**What the task asks:**
Your task is to repeat the entries exactly from their first line through the line with "use crate::error::ConnectionError;", and to stop there.

BEGIN Dataset extract

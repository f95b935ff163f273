//! In-process transport that records what the manager asks of it.
//!
//! Pairs with [`VirtualScheduler`](super::VirtualScheduler) to drive the
//! manager without a broker: the test feeds [`TransportEvent`](super::TransportEvent)s
//! by hand and inspects the recorded operations.

use std::collections::HashSet;
use std::sync::Arc;

use parking_lot::Mutex;

use super::event::Generation;
use super::transport::{Connector, Transport, TransportOptions};
use crate::error::ConnectionError;

/// One operation issued on a transport.
#[derive(Debug, Clone, PartialEq, Eq)]
pub enum TransportOp {
    Publish {
        topic: String,
        payload: String,
        retain: bool,
    },
    Subscribe(String),
    Disconnect,
}

#[derive(Debug, Default)]
struct Recorded {
    opened: Vec<Generation>,
    ops: Vec<(Generation, TransportOp)>,
    fail_open: Option<String>,
    fail_publishes: bool,
    fail_subscribe: HashSet<String>,
}

/// A [`Connector`] whose transports only record operations.
///
/// Clones share the same record.
#[derive(Debug, Clone, Default)]
pub struct RecordingConnector {
    inner: Arc<Mutex<Recorded>>,
}

impl RecordingConnector {
    pub fn new() -> Self {
        Self::default()
    }

    /// Make the next `open` fail with `reason`.
    pub fn fail_next_open(&self, reason: impl Into<String>) {
        self.inner.lock().fail_open = Some(reason.into());
    }

    /// Make every publish fail (still recorded).
    pub fn fail_publishes(&self, fail: bool) {
        self.inner.lock().fail_publishes = fail;
    }

    /// Make subscribe requests for `topic` fail locally.
    pub fn fail_subscribe(&self, topic: impl Into<String>) {
        self.inner.lock().fail_subscribe.insert(topic.into());
    }

    /// Generations of every transport opened so far.
    pub fn opened(&self) -> Vec<Generation> {
        self.inner.lock().opened.clone()
    }

    /// Every operation, in issue order.
    pub fn ops(&self) -> Vec<TransportOp> {
        self.inner.lock().ops.iter().map(|(_, op)| op.clone()).collect()
    }

    /// Operations issued on one transport.
    pub fn ops_for(&self, generation: Generation) -> Vec<TransportOp> {
        self.inner
            .lock()
            .ops
            .iter()
            .filter(|(g, _)| *g == generation)
            .map(|(_, op)| op.clone())
            .collect()
    }

    /// `(topic, payload, retain)` of every publish.
    pub fn published(&self) -> Vec<(String, String, bool)> {
        self.ops()
            .into_iter()
            .filter_map(|op| match op {
                TransportOp::Publish {
                    topic,
                    payload,
                    retain,
                } => Some((topic, payload, retain)),
                _ => None,
            })
            .collect()
    }

    /// Topics of every subscribe request.
    pub fn subscribed(&self) -> Vec<String> {
        self.ops()
            .into_iter()
            .filter_map(|op| match op {
                TransportOp::Subscribe(topic) => Some(topic),
                _ => None,
            })
            .collect()
    }

    /// Forget recorded operations.
    pub fn clear(&self) {
        self.inner.lock().ops.clear();
    }
}

impl Connector for RecordingConnector {
    fn open(
        &mut self,
        _options: &TransportOptions,
        generation: Generation,
    ) -> Result<Box<dyn Transport>, ConnectionError> {
        let mut inner = self.inner.lock();
        if let Some(reason) = inner.fail_open.take() {
            return Err(ConnectionError::Init(reason));
        }
        inner.opened.push(generation);
        Ok(Box::new(RecordingTransport {
            generation,
            inner: self.inner.clone(),
        }))
    }
}

#[derive(Debug)]
struct RecordingTransport {
    generation: Generation,
    inner: Arc<Mutex<Recorded>>,
}

impl Transport for RecordingTransport {
    fn publish(&mut self, topic: &str, payload: &str, retain: bool) -> Result<(), ConnectionError> {
        let mut inner = self.inner.lock();
        inner.ops.push((
            self.generation,
            TransportOp::Publish {
                topic: topic.to_string(),
                payload: payload.to_string(),
                retain,
            },
        ));
        if inner.fail_publishes {
            return Err(ConnectionError::Transport("publish rejected".to_string()));
        }
        Ok(())
    }

    fn subscribe(&mut self, topic: &str) -> Result<(), ConnectionError> {
        let mut inner = self.inner.lock();
        inner
            .ops
            .push((self.generation, TransportOp::Subscribe(topic.to_string())));
        if inner.fail_subscribe.contains(topic) {
            return Err(ConnectionError::Subscription {
                topic: topic.to_string(),
                reason: "request queue full".to_string(),
            });
        }
        Ok(())
    }

    fn disconnect(&mut self) -> Result<(), ConnectionError> {
        self.inner
            .lock()
            .ops
            .push((self.generation, TransportOp::Disconnect));
        Ok(())
    }
}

END Dataset extract

**The completed task:**
repository f95b935ff163f273
//! In-process transport that records what the manager asks of it.
//!
//! Pairs with [`VirtualScheduler`](super::VirtualScheduler) to drive the
//! manager without a broker: the test feeds [`TransportEvent`](super::TransportEvent)s
//! by hand and inspects the recorded operations.

use std::collections::HashSet;
use std::sync::Arc;

use parking_lot::Mutex;

use super::event::Generation;
use super::transport::{Connector, Transport, TransportOptions};
use crate::error::ConnectionError;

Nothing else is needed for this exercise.